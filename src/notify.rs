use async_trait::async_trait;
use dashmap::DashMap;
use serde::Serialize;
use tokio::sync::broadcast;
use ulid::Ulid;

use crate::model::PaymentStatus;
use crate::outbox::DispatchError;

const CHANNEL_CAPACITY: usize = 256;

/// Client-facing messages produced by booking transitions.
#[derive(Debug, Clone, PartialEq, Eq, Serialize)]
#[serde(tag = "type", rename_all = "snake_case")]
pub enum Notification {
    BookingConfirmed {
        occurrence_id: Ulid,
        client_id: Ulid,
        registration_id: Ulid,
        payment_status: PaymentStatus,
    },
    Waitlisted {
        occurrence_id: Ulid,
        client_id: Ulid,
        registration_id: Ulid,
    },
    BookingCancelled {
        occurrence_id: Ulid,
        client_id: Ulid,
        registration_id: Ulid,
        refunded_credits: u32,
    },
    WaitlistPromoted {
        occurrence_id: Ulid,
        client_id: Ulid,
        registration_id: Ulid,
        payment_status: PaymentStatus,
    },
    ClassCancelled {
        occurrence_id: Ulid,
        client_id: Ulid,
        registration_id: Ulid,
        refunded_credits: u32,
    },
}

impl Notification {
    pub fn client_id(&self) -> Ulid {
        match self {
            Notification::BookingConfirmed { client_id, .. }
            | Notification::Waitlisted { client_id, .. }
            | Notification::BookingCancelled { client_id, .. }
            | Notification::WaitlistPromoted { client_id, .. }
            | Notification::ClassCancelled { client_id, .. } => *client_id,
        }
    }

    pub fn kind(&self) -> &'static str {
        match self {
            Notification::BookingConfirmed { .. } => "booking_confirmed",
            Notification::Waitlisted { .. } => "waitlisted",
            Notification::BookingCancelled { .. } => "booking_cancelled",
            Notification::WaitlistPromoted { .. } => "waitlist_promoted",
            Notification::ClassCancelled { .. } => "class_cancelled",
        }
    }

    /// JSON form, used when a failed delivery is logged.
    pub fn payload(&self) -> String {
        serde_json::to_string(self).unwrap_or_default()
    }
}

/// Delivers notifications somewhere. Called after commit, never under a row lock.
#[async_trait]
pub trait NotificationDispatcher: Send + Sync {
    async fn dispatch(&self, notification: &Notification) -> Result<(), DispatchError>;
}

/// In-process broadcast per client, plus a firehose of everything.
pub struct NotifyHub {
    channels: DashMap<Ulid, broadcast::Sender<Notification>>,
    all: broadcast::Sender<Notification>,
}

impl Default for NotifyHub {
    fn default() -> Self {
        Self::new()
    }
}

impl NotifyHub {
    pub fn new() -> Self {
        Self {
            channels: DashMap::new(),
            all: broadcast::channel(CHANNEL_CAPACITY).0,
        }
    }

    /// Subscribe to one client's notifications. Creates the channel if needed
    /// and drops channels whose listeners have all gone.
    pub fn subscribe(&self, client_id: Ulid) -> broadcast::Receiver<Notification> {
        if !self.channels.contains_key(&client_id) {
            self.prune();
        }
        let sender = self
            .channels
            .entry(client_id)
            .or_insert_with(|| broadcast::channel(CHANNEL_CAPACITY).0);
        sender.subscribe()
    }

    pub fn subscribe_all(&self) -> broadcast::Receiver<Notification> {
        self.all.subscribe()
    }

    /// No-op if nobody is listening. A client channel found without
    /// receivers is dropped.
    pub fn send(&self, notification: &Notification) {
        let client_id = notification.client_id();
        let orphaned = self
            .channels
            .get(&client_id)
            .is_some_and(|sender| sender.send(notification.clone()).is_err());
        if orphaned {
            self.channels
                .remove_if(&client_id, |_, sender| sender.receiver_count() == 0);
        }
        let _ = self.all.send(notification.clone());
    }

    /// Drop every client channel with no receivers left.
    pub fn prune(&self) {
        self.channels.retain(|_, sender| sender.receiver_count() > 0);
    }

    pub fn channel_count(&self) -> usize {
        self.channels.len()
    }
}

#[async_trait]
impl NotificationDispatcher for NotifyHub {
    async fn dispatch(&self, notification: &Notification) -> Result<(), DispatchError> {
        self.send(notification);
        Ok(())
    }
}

++++++++++++++++++++

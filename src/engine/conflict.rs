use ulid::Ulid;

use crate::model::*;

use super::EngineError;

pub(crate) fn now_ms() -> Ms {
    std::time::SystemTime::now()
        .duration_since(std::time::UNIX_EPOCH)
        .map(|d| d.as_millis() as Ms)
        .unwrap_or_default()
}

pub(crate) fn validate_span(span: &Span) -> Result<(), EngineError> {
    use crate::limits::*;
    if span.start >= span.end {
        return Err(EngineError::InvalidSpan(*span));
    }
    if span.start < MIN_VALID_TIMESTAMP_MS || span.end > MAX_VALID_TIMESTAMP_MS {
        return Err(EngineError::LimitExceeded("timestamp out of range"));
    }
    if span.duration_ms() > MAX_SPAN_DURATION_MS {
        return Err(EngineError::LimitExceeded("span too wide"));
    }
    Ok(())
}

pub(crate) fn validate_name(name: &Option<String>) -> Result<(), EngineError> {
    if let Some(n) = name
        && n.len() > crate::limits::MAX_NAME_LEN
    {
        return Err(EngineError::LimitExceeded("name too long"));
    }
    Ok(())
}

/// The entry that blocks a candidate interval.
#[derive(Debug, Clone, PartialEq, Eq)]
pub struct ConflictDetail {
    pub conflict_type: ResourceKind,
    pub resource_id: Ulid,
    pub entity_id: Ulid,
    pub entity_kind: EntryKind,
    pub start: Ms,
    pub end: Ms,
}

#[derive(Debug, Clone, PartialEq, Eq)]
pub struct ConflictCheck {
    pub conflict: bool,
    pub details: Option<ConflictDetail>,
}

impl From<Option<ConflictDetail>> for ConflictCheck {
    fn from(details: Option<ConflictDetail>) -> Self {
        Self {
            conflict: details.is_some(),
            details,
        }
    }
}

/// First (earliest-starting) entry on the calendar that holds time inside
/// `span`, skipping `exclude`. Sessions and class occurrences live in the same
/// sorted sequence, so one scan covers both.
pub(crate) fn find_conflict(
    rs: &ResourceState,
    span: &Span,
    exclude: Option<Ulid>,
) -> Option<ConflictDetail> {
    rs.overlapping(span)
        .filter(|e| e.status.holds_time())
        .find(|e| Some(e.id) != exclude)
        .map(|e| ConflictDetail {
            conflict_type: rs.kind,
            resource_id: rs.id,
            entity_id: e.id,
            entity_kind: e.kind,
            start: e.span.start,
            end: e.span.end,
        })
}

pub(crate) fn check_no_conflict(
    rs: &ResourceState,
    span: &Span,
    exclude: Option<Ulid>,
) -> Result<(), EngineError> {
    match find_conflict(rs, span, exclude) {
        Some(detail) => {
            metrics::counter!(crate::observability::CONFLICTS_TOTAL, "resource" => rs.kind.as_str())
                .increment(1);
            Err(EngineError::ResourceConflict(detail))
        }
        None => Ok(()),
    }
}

++++++++++++++++++++

§ Work instruction: Check all the records above and select each line where the string "notifications" is found.

§ Answer box:
/// Delivers notifications somewhere. Called after commit, never under a row lock.
    /// Subscribe to one client's notifications. Creates the channel if needed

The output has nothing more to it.